Kevin ließ sich Zeit, das Gerät zu befüllen. Mit halbem Ohr lauschte er auf das Lachen und Scherzen, die Anekdoten, die – schon viele Male erzählt – noch immer ankamen.
Ein Gefühl von Einsamkeit schwappte über ihn weg, wie so oft in den letzten Monaten. Ein Schmerz, tief in seinem Innern, der nicht nachlassen wollte, und erst recht nicht über Nacht verschwinden.
Kevin schloss die Spülmaschine und wusch sich die Hände. Doch statt dann zurück zu den anderen zu gehen, löschte er das Licht und trat hinaus auf die stille Terrasse.
Langsam atmete er die salzig schmeckende Brise, die vom Pazifik heraufwehte. Das Licht des Mondes, der ab und zu durch die Wolken lugte, spiegelte sich im Wasser.
Wenn Kevin sich vorstellte allein auf der Welt zu sein, nur in Gesellschaft des Meeres und des Mondes, konnte er fast vergessen was an ihm nagte...
Leider nur fast... Halt suchend stützte er die Hände auf das Geländer. Der Wind trug seinen Seufzer davon, in Richtung der weit entfernten Rocky Mountains.
Es war für die Backstreet Boys ein tolles Jahr gewesen, das heute endete. Das Album gelungen und mehr denn je ihre Musik, die Tour ein Erfolg, die Fans enthusiastisch, unterstützend und liebenswert wie immer. Asien stand noch aus, doch es schien als würden sie dort noch sehnsüchtiger erwartet als in Europa. Australien war ein weiterer neuer Kontinent, den sie für sich erobern wollten.
Für die Jungs privat dagegen, war es ein gemischtes Jahr...
Howie steckte seine ganze Liebe und Energie in seine Lupus Foundation, diese Arbeit machte ihn glücklich. Und solang es Leigh und seine Familie gab, konnte ihn nichts umhauen.
Dasselbe war es mit Brian. So missmutig er sein konnte, wenn er von Frau und Kind getrennt war, so sehr blühte er auf wenn sie bei ihm waren. Die Vaterschaft tat ihm gut, und kein Kind wurde von seinen Eltern mehr geliebt als der kleine Baylee.

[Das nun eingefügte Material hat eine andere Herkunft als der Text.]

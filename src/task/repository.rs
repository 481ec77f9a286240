use async_trait::async_trait;
use std::path::{Path, PathBuf};
use tokio::sync::{Mutex, RwLock};
use tracing::{debug, instrument, warn};

use super::models::{next_task_id, TaskModel, TaskStatus};
use crate::shared::AppError;

/// Fields for a task that has not been assigned an id yet
#[derive(Debug, Clone)]
pub struct NewTask {
    pub title: String,
    pub description: String,
    pub status: TaskStatus,
}

/// Trait for task repository operations
#[async_trait]
pub trait TaskRepository {
    async fn list_tasks(&self) -> Result<Vec<TaskModel>, AppError>;
    async fn get_task(&self, id: u64) -> Result<Option<TaskModel>, AppError>;
    /// Stores the task under the next free id and returns it
    async fn create_task(&self, task: NewTask) -> Result<TaskModel, AppError>;
    async fn update_task(&self, task: &TaskModel) -> Result<(), AppError>;
    async fn delete_task(&self, id: u64) -> Result<(), AppError>;
}

fn task_not_found(id: u64) -> AppError {
    AppError::NotFound(format!("Task {} not found", id))
}

/// In-memory implementation of TaskRepository for testing
#[derive(Default)]
pub struct InMemoryTaskRepository {
    tasks: RwLock<Vec<TaskModel>>,
}

impl InMemoryTaskRepository {
    pub fn new() -> Self {
        Self::default()
    }
}

#[async_trait]
impl TaskRepository for InMemoryTaskRepository {
    async fn list_tasks(&self) -> Result<Vec<TaskModel>, AppError> {
        Ok(self.tasks.read().await.clone())
    }

    async fn get_task(&self, id: u64) -> Result<Option<TaskModel>, AppError> {
        Ok(self.tasks.read().await.iter().find(|t| t.id == id).cloned())
    }

    async fn create_task(&self, task: NewTask) -> Result<TaskModel, AppError> {
        let mut tasks = self.tasks.write().await;
        let created = TaskModel::new(
            next_task_id(&tasks),
            task.title,
            task.description,
            task.status,
        );
        tasks.push(created.clone());
        Ok(created)
    }

    async fn update_task(&self, task: &TaskModel) -> Result<(), AppError> {
        let mut tasks = self.tasks.write().await;
        let existing = tasks
            .iter_mut()
            .find(|t| t.id == task.id)
            .ok_or_else(|| task_not_found(task.id))?;
        *existing = task.clone();
        Ok(())
    }

    async fn delete_task(&self, id: u64) -> Result<(), AppError> {
        let mut tasks = self.tasks.write().await;
        let before = tasks.len();
        tasks.retain(|t| t.id != id);
        if tasks.len() == before {
            return Err(task_not_found(id));
        }
        Ok(())
    }
}

/// Task repository backed by a JSON array on disk
///
/// Every mutation reads the whole file, applies the change and writes it back
/// through a temporary file, all while holding `lock`.
pub struct JsonFileTaskRepository {
    path: PathBuf,
    lock: Mutex<()>,
}

fn storage_error(path: &Path, e: impl std::fmt::Display) -> AppError {
    warn!(path = %path.display(), error = %e, "Task storage failed");
    AppError::StorageError(e.to_string())
}

impl JsonFileTaskRepository {
    /// Opens the task file, creating its directory and an empty list if needed
    #[instrument]
    pub async fn open(path: impl Into<PathBuf> + std::fmt::Debug) -> Result<Self, AppError> {
        let path = path.into();

        if let Some(parent) = path.parent().filter(|p| !p.as_os_str().is_empty()) {
            tokio::fs::create_dir_all(parent)
                .await
                .map_err(|e| storage_error(&path, e))?;
        }
        if !tokio::fs::try_exists(&path)
            .await
            .map_err(|e| storage_error(&path, e))?
        {
            tokio::fs::write(&path, b"[]")
                .await
                .map_err(|e| storage_error(&path, e))?;
            debug!(path = %path.display(), "Created empty task file");
        }

        Ok(Self {
            path,
            lock: Mutex::new(()),
        })
    }

    async fn load(&self) -> Result<Vec<TaskModel>, AppError> {
        let bytes = tokio::fs::read(&self.path)
            .await
            .map_err(|e| storage_error(&self.path, e))?;
        if bytes.iter().all(u8::is_ascii_whitespace) {
            return Ok(Vec::new());
        }
        serde_json::from_slice(&bytes).map_err(|e| storage_error(&self.path, e))
    }

    async fn save(&self, tasks: &[TaskModel]) -> Result<(), AppError> {
        let body = serde_json::to_vec_pretty(tasks).map_err(|e| storage_error(&self.path, e))?;
        let staging = self.path.with_extension("json.tmp");
        tokio::fs::write(&staging, body)
            .await
            .map_err(|e| storage_error(&staging, e))?;
        tokio::fs::rename(&staging, &self.path)
            .await
            .map_err(|e| storage_error(&self.path, e))
    }
}

#[async_trait]
impl TaskRepository for JsonFileTaskRepository {
    #[instrument(skip(self))]
    async fn list_tasks(&self) -> Result<Vec<TaskModel>, AppError> {
        let _guard = self.lock.lock().await;
        self.load().await
    }

    #[instrument(skip(self))]
    async fn get_task(&self, id: u64) -> Result<Option<TaskModel>, AppError> {
        let _guard = self.lock.lock().await;
        Ok(self.load().await?.into_iter().find(|t| t.id == id))
    }

    #[instrument(skip(self, task))]
    async fn create_task(&self, task: NewTask) -> Result<TaskModel, AppError> {
        let _guard = self.lock.lock().await;
        let mut tasks = self.load().await?;
        let created = TaskModel::new(
            next_task_id(&tasks),
            task.title,
            task.description,
            task.status,
        );
        tasks.push(created.clone());
        self.save(&tasks).await?;
        debug!(task_id = created.id, "Task written to file");
        Ok(created)
    }

    #[instrument(skip(self, task), fields(task_id = task.id))]
    async fn update_task(&self, task: &TaskModel) -> Result<(), AppError> {
        let _guard = self.lock.lock().await;
        let mut tasks = self.load().await?;
        let existing = tasks
            .iter_mut()
            .find(|t| t.id == task.id)
            .ok_or_else(|| task_not_found(task.id))?;
        *existing = task.clone();
        self.save(&tasks).await
    }

    #[instrument(skip(self))]
    async fn delete_task(&self, id: u64) -> Result<(), AppError> {
        let _guard = self.lock.lock().await;
        let mut tasks = self.load().await?;
        let before = tasks.len();
        tasks.retain(|t| t.id != id);
        if tasks.len() == before {
            return Err(task_not_found(id));
        }
        self.save(&tasks).await
    }
}
use serde::{Deserialize, Serialize};
use strum_macros::{Display, EnumIter, EnumString};

/// Progress of a task
#[derive(
    Debug, Clone, Copy, Default, PartialEq, Eq, Serialize, Deserialize, Display, EnumString, EnumIter,
)]
#[serde(rename_all = "kebab-case")]
#[strum(serialize_all = "kebab-case")]
pub enum TaskStatus {
    #[default]
    Todo,
    InProgress,
    Done,
}

/// A task as stored in the task file
#[derive(Debug, Clone, Serialize, Deserialize, PartialEq)]
pub struct TaskModel {
    pub id: u64,
    pub title: String,
    #[serde(default)]
    pub description: String,
    #[serde(default)]
    pub status: TaskStatus,
}

impl TaskModel {
    pub fn new(id: u64, title: String, description: String, status: TaskStatus) -> Self {
        Self {
            id,
            title,
            description,
            status,
        }
    }
}

/// Next free id for a task list: one past the highest id in use
pub fn next_task_id(tasks: &[TaskModel]) -> u64 {
    tasks.iter().map(|t| t.id).max().map_or(1, |max| max + 1)
}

Bei Nick sah das dagegen ganz anders aus. Seine Familie war ein Trümmerhaufen, seit der Scheidung seiner Eltern. Einige seiner Geschwister hatte er seit fast einem Jahr nicht gesehen, - für Kevin und dessen Brüder wäre das unvorstellbar - und Nick vermisste sie sehr, ebenso wie Eltern, zu denen er gehen konnte. Bei Bob war das zwar der Fall, aber gegenüber Jane empfand Nick eine große Bitterkeit. Er liebte sie, wie konnte man auch die eigene Mutter nicht lieben... Aber er war auch tief enttäuscht von ihr und wurde das noch immer, wenn sie miteinander zu tun hatten. Und dennoch... Trotz dieser familiären Probleme schaffte Nick es, die Verbitterung außer acht zu lassen und einfach zu leben, fröhlich und unbeschwert zu sein. Etwas das Kevin weit weniger leicht fiel.

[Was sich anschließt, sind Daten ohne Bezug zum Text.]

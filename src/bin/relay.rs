use iam_backend::config::RelayConfig;
use tracing::info;
use tracing_subscriber::{layer::SubscriberExt, util::SubscriberInitExt};

// One cooperative scheduler for the subscriber, the accept loop and every
// connection task.
#[tokio::main(flavor = "current_thread")]
async fn main() -> Result<(), Box<dyn std::error::Error>> {
    tracing_subscriber::registry()
        .with(
            tracing_subscriber::EnvFilter::try_from_default_env()
                .unwrap_or_else(|_| "iam_backend=debug,iam_relay=debug,tower_http=info".into()),
        )
        .with(tracing_subscriber::fmt::layer())
        .init();

    let config = RelayConfig::from_env();
    info!(
        addr = %config.bind_addr,
        channel = %config.broker.channel,
        "Starting notification relay"
    );

    iam_backend::relay::server::run(config).await?;
    Ok(())
}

Und Alex? Tja, AJ... Er hatte einen großen Fehler gemacht und sich selbst dafür bestraft. Dieses Jahr musste, nach dem in dem seine Grandma gestorben war, das schwerste für ihn gewesen sein... Aber jetzt war es vorbei, und er hatte Liebe gefunden, wurde bald Vater. Man konnte wohl sagen, dass es für AJ zugleich auch das beste Jahr gewesen war. Kevin hoffte für ihn, dass das nächste noch besser werden würde.
Und er konnte nur hoffen, dass sein nächstes auch besser wurde... Dieses hatte so vielversprechend begonnen, er und Kristin hatten über Kinder geredet und eine Weile schien die Vaterschaft zum Greifen nah. Dann hatten sie es für eine kleine Weile aufgeschoben, wegen der Tour.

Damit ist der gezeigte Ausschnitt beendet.